I don't think I've been this disgusted in a long time.

I'm sure we've all heard by now about the tours of Hurricane Katrina-ravaged areas of New Orleans. People are charging $30 a head to view the devastation left in that monster storm's wake. Let's dissect this a bit. People are charging $30 a head to see where peoples lives were ruined and where people died horrible deaths. People are "earning" $30 per person to take people on a tour of a hell the likes of which our nation has never seen. This is my 87th post here, and but one of hundreds of comments I've left across the blogosphere. I mention this because the only word I know to describe this is one I have never used before in my forays in blogspace: abomination. It is an abomination to profit from the dead. It is an abomination to give funds to those who profit from the dead. It is an abomination to pay to tour a place of so much suffering for the sole reason that it is a place of suffering. If someone wants to aid the recovery efforts, fine. There are numerous legitimate web sites for organizations involved in the relief effort. Also, if anyone is willing to contribute their time, their energy, to aiding the relief efforts, there's plenty of work to be done in Louisiana, and Mississippi, and to a somewhat lesser though, in areas, no less dire extent, in coastal Alabama. If you're interested, contact a relief agency or church group and ask them where they need you.

While I'm ranting about the hurricane, the experts have backtracked on their initial reports that Hurricane Katrina made landfall as a Category 4 storm, and now say that she hit land as a 3. Who cares? Who honestly gives a flying fuck? Her winds may have been a 3, though I find a 4 more believable based on the damage and the sheer size of the storm. However, she came with a Category 5 storm surge. That close to land, with the waves that storm generated, with the water that had pushed around, where exactly was the water going to go, except into land, and with terrible force and result? If you own a house that's been hit by a tornado, do you care if it was an F3 or an F5? Either way, your house is rubble. The figures may be of interest to scientists, but the people who are on the ground and dealing with the effects of nature either don't give a damn or are insulted by what some may perceive as an attempt at trivializing what occurred.

5 comments:

Blondage said...

Tagged ya on my site!

1138 said...

You're easily disgusted and have obniously never taken a tour of the Gettysberg battlefield.

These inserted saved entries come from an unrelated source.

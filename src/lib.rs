//! Facade crate for the Loadwise load optimiser.
//!
//! This crate re-exports the core domain types and exposes the exact bitmask
//! optimiser behind a feature flag.

#![forbid(unsafe_code)]

pub use loadwise_core::{
    Capacity, LaneKey, Lanes, LoadOptimizer, LoadPlan, LoadPlanner, LoadRequest,
    LoadRequestValidationError, MAX_ORDERS, MAX_PAYOUT_CENTS, Order, PlanError, Selection, Truck, group_by_lane,
    utilization_percent,
};

#[cfg(feature = "solver-dp")]
pub use loadwise_solver_dp::BitmaskOptimizer;
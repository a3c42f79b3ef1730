//! Core domain types for the Loadwise load optimiser.
//!
//! The crate defines the order and truck model, the lane grouping that keeps
//! incompatible freight apart, the [`LoadOptimizer`] seam implemented by
//! solver crates and the [`LoadPlanner`] that ties them together.
//!
//! ```
//! use loadwise_core::group_by_lane;
//!
//! assert!(group_by_lane(&[]).is_empty());
//! ```

#![forbid(unsafe_code)]
#![cfg_attr(docsrs, feature(doc_cfg))]

mod lane;
mod order;
mod plan;
mod request;
mod selection;
mod truck;

#[cfg(any(test, feature = "test-support"))]
#[cfg_attr(docsrs, doc(cfg(feature = "test-support")))]
pub mod test_support;

pub use lane::{Lanes, group_by_lane};
pub use order::{LaneKey, Order};
pub use plan::{LoadPlan, LoadPlanner, PlanError, utilization_percent};
pub use request::{LoadRequest, LoadRequestValidationError};
pub use selection::{LoadOptimizer, MAX_ORDERS, MAX_PAYOUT_CENTS, Selection};
pub use truck::{Capacity, Truck};
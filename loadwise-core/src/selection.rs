//! The optimiser seam and the selection it returns.

use crate::{Capacity, Order};

/// Largest order count the exact optimiser accepts.
///
/// Enumeration visits `2^n` subsets, so this bound keeps a single lane at
/// roughly four million states.
pub const MAX_ORDERS: usize = 22;

/// Largest payout a single order may carry.
///
/// The sum of [`MAX_ORDERS`] payouts at this bound still fits in a `u64`, so
/// selection and plan totals are exact.
pub const MAX_PAYOUT_CENTS: u64 = u64::MAX / MAX_ORDERS as u64;

/// A chosen subset of orders with its aggregate totals.
///
/// `indices` refer to positions in the slice handed to
/// [`LoadOptimizer::optimise`] and are strictly ascending.
#[derive(Debug, Clone, PartialEq, Eq, Default)]
pub struct Selection {
    /// Selected positions, ascending.
    pub indices: Vec<usize>,
    /// Sum of selected payouts in cents.
    pub total_payout_cents: u64,
    /// Sum of selected weights in pounds.
    pub total_weight_lbs: u64,
    /// Sum of selected volumes in cubic feet.
    pub total_volume_cuft: u64,
}

impl Selection {
    /// The selection containing no orders.
    ///
    /// # Examples
    /// ```
    /// use loadwise_core::Selection;
    ///
    /// let selection = Selection::empty();
    /// assert!(selection.is_empty());
    /// assert_eq!(selection.total_payout_cents, 0);
    /// ```
    #[must_use]
    pub const fn empty() -> Self {
        Self {
            indices: Vec::new(),
            total_payout_cents: 0,
            total_weight_lbs: 0,
            total_volume_cuft: 0,
        }
    }

    /// Whether no order was selected.
    #[must_use]
    pub fn is_empty(&self) -> bool {
        self.indices.is_empty()
    }
}

/// Pick the payout-maximising feasible subset of one lane's orders.
///
/// A subset is feasible when its total weight and volume fit `capacity` and
/// the latest pickup date among its members is not after the earliest
/// delivery date. Implementations return [`Selection::empty`] when nothing
/// fits and must never fail.
///
/// Callers keep `orders.len()` at or below [`MAX_ORDERS`] and every payout at
/// or below [`MAX_PAYOUT_CENTS`].
/// Optimisers must be `Send + Sync` so lanes can be solved from any thread.
pub trait LoadOptimizer: Send + Sync {
    /// Choose the best feasible subset of `orders`.
    fn optimise(&self, capacity: Capacity, orders: &[&Order]) -> Selection;
}

impl<T: LoadOptimizer + ?Sized> LoadOptimizer for &T {
    fn optimise(&self, capacity: Capacity, orders: &[&Order]) -> Selection {
        (**self).optimise(capacity, orders)
    }
}

#[cfg(test)]
mod tests {
    use super::*;
    use rstest::rstest;

    struct FirstFitOptimizer;

    impl LoadOptimizer for FirstFitOptimizer {
        fn optimise(&self, capacity: Capacity, orders: &[&Order]) -> Selection {
            orders
                .iter()
                .position(|order| order.weight_lbs <= capacity.max_weight_lbs)
                .map_or_else(Selection::empty, |index| Selection {
                    indices: vec![index],
                    ..Selection::empty()
                })
        }
    }

    #[rstest]
    fn optimisers_are_object_safe() {
        let optimizer: Box<dyn LoadOptimizer> = Box::new(FirstFitOptimizer);
        let selection = optimizer.optimise(Capacity::new(1, 1), &[]);
        assert!(selection.is_empty());
    }

    #[rstest]
    fn references_delegate_to_the_optimiser() {
        let order = crate::test_support::OrderBuilder::new("a").weight(10).build();
        let optimizer: &dyn LoadOptimizer = &FirstFitOptimizer;
        let selection = (&optimizer).optimise(Capacity::new(10, 10), &[&order]);
        assert_eq!(selection.indices, vec![0]);
    }

    #[rstest]
    fn default_selection_is_empty() {
        assert_eq!(Selection::default(), Selection::empty());
    }
}
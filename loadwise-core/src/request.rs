//! Load requests and their validation.
//!
//! The optimiser assumes every order is well formed and that a request holds
//! no more than [`MAX_ORDERS`] orders, each paying at most
//! [`MAX_PAYOUT_CENTS`]. [`LoadRequest::validate`] is the gate
//! that establishes those assumptions before any search runs.

use std::collections::HashSet;

use thiserror::Error;

#[cfg(feature = "serde")]
use serde::{Deserialize, Serialize};

use crate::{MAX_ORDERS, MAX_PAYOUT_CENTS, Order, Truck};

/// A truck and the orders offered to it.
///
/// # Examples
/// ```
/// use loadwise_core::{LoadRequest, Truck};
///
/// let request = LoadRequest {
///     truck: Truck {
///         id: "truck-123".into(),
///         max_weight_lbs: 44_000,
///         max_volume_cuft: 3_000,
///     },
///     orders: Vec::new(),
/// };
/// assert!(request.validate().is_ok());
/// ```
#[derive(Debug, Clone, PartialEq, Eq)]
#[cfg_attr(feature = "serde", derive(Serialize, Deserialize))]
pub struct LoadRequest {
    /// Truck to load.
    pub truck: Truck,
    /// Candidate orders.
    pub orders: Vec<Order>,
}

/// Reasons a [`LoadRequest`] is rejected before optimisation.
#[derive(Debug, Clone, PartialEq, Eq, Error)]
pub enum LoadRequestValidationError {
    /// The truck identifier was blank.
    #[error("truck id must not be empty")]
    EmptyTruckId,
    /// The truck weight capacity was zero.
    #[error("truck max_weight_lbs must be positive")]
    ZeroMaxWeight,
    /// The truck volume capacity was zero.
    #[error("truck max_volume_cuft must be positive")]
    ZeroMaxVolume,
    /// More orders than the exact optimiser can enumerate.
    #[error("request has {count} orders; at most {max} are allowed")]
    TooManyOrders {
        /// Orders supplied.
        count: usize,
        /// Upper bound.
        max: usize,
    },
    /// An order identifier was blank.
    #[error("order at position {index} has an empty id")]
    EmptyOrderId {
        /// Position of the order in the request.
        index: usize,
    },
    /// Two orders shared an identifier.
    #[error("order id {id:?} appears more than once")]
    DuplicateOrderId {
        /// Repeated identifier.
        id: String,
    },
    /// An order paid nothing.
    #[error("order {id:?} must have a positive payout_cents")]
    ZeroPayout {
        /// Offending order.
        id: String,
    },
    /// An order paid more than totals can safely accumulate.
    #[error("order {id:?} has payout_cents above {max}")]
    PayoutTooLarge {
        /// Offending order.
        id: String,
        /// Upper bound.
        max: u64,
    },
    /// An order weighed nothing.
    #[error("order {id:?} must have a positive weight_lbs")]
    ZeroWeight {
        /// Offending order.
        id: String,
    },
    /// An order occupied no space.
    #[error("order {id:?} must have a positive volume_cuft")]
    ZeroVolume {
        /// Offending order.
        id: String,
    },
    /// An order had a blank origin.
    #[error("order {id:?} has an empty origin")]
    EmptyOrigin {
        /// Offending order.
        id: String,
    },
    /// An order had a blank destination.
    #[error("order {id:?} has an empty destination")]
    EmptyDestination {
        /// Offending order.
        id: String,
    },
    /// Delivery was scheduled before pickup.
    #[error("order {id:?}: delivery_date must be on or after pickup_date")]
    DeliveryBeforePickup {
        /// Offending order.
        id: String,
    },
}

impl LoadRequest {
    /// Check the request against the optimiser's preconditions.
    ///
    /// Rules are checked truck first, then order count, then each order in
    /// input order; the first violation is reported.
    ///
    /// # Errors
    ///
    /// Returns the first [`LoadRequestValidationError`] encountered.
    pub fn validate(&self) -> Result<(), LoadRequestValidationError> {
        validate_truck(&self.truck)?;
        if self.orders.len() > MAX_ORDERS {
            return Err(LoadRequestValidationError::TooManyOrders {
                count: self.orders.len(),
                max: MAX_ORDERS,
            });
        }
        let mut seen = HashSet::with_capacity(self.orders.len());
        for (index, order) in self.orders.iter().enumerate() {
            validate_order(index, order)?;
            if !seen.insert(order.id.as_str()) {
                return Err(LoadRequestValidationError::DuplicateOrderId {
                    id: order.id.clone(),
                });
            }
        }
        Ok(())
    }
}

fn validate_truck(truck: &Truck) -> Result<(), LoadRequestValidationError> {
    if truck.id.trim().is_empty() {
        return Err(LoadRequestValidationError::EmptyTruckId);
    }
    if truck.max_weight_lbs == 0 {
        return Err(LoadRequestValidationError::ZeroMaxWeight);
    }
    if truck.max_volume_cuft == 0 {
        return Err(LoadRequestValidationError::ZeroMaxVolume);
    }
    Ok(())
}

fn validate_order(index: usize, order: &Order) -> Result<(), LoadRequestValidationError> {
    if order.id.trim().is_empty() {
        return Err(LoadRequestValidationError::EmptyOrderId { index });
    }
    let id = || order.id.clone();
    if order.payout_cents == 0 {
        return Err(LoadRequestValidationError::ZeroPayout { id: id() });
    }
    if order.payout_cents > MAX_PAYOUT_CENTS {
        return Err(LoadRequestValidationError::PayoutTooLarge {
            id: id(),
            max: MAX_PAYOUT_CENTS,
        });
    }
    if order.weight_lbs == 0 {
        return Err(LoadRequestValidationError::ZeroWeight { id: id() });
    }
    if order.volume_cuft == 0 {
        return Err(LoadRequestValidationError::ZeroVolume { id: id() });
    }
    if order.origin.trim().is_empty() {
        return Err(LoadRequestValidationError::EmptyOrigin { id: id() });
    }
    if order.destination.trim().is_empty() {
        return Err(LoadRequestValidationError::EmptyDestination { id: id() });
    }
    if order.delivery_date < order.pickup_date {
        return Err(LoadRequestValidationError::DeliveryBeforePickup { id: id() });
    }
    Ok(())
}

Mandelbrot's Chaos said...

No, I haven't toured the Gettysburg battle site, but I have visited other Civil War landmarks. It isn't exactly difficult to find those here in Alabama. The difference between those and the tours of New Orleans is that what happened in New Orleans was not as a result of any war, where the only and most brutal casualties of that battle were soldiers, and where the event occurred over 140 years ago, long removed from living memory. In short, my moral objections are based on the opportunism of the New Orleans Katrina tours, and it is the element of opportunism that I find so reprehensible.

1138 said...

So your 'moral' objections are only based on the passage of time.

I presonally don't like the tours but on the other hand the tour operators ran tours of sites in NORL that they no longer can and nobody cared.
Now they do tours where maybe the 'guests' can do something very unique, see history in progress.

Mandelbrot's Chaos said...

No, as stated previously, it was on the opportunistic nature of the tours and that this is, to me, akin to stopping and pulling off the road to see the aftermath of a fatal traffic accident.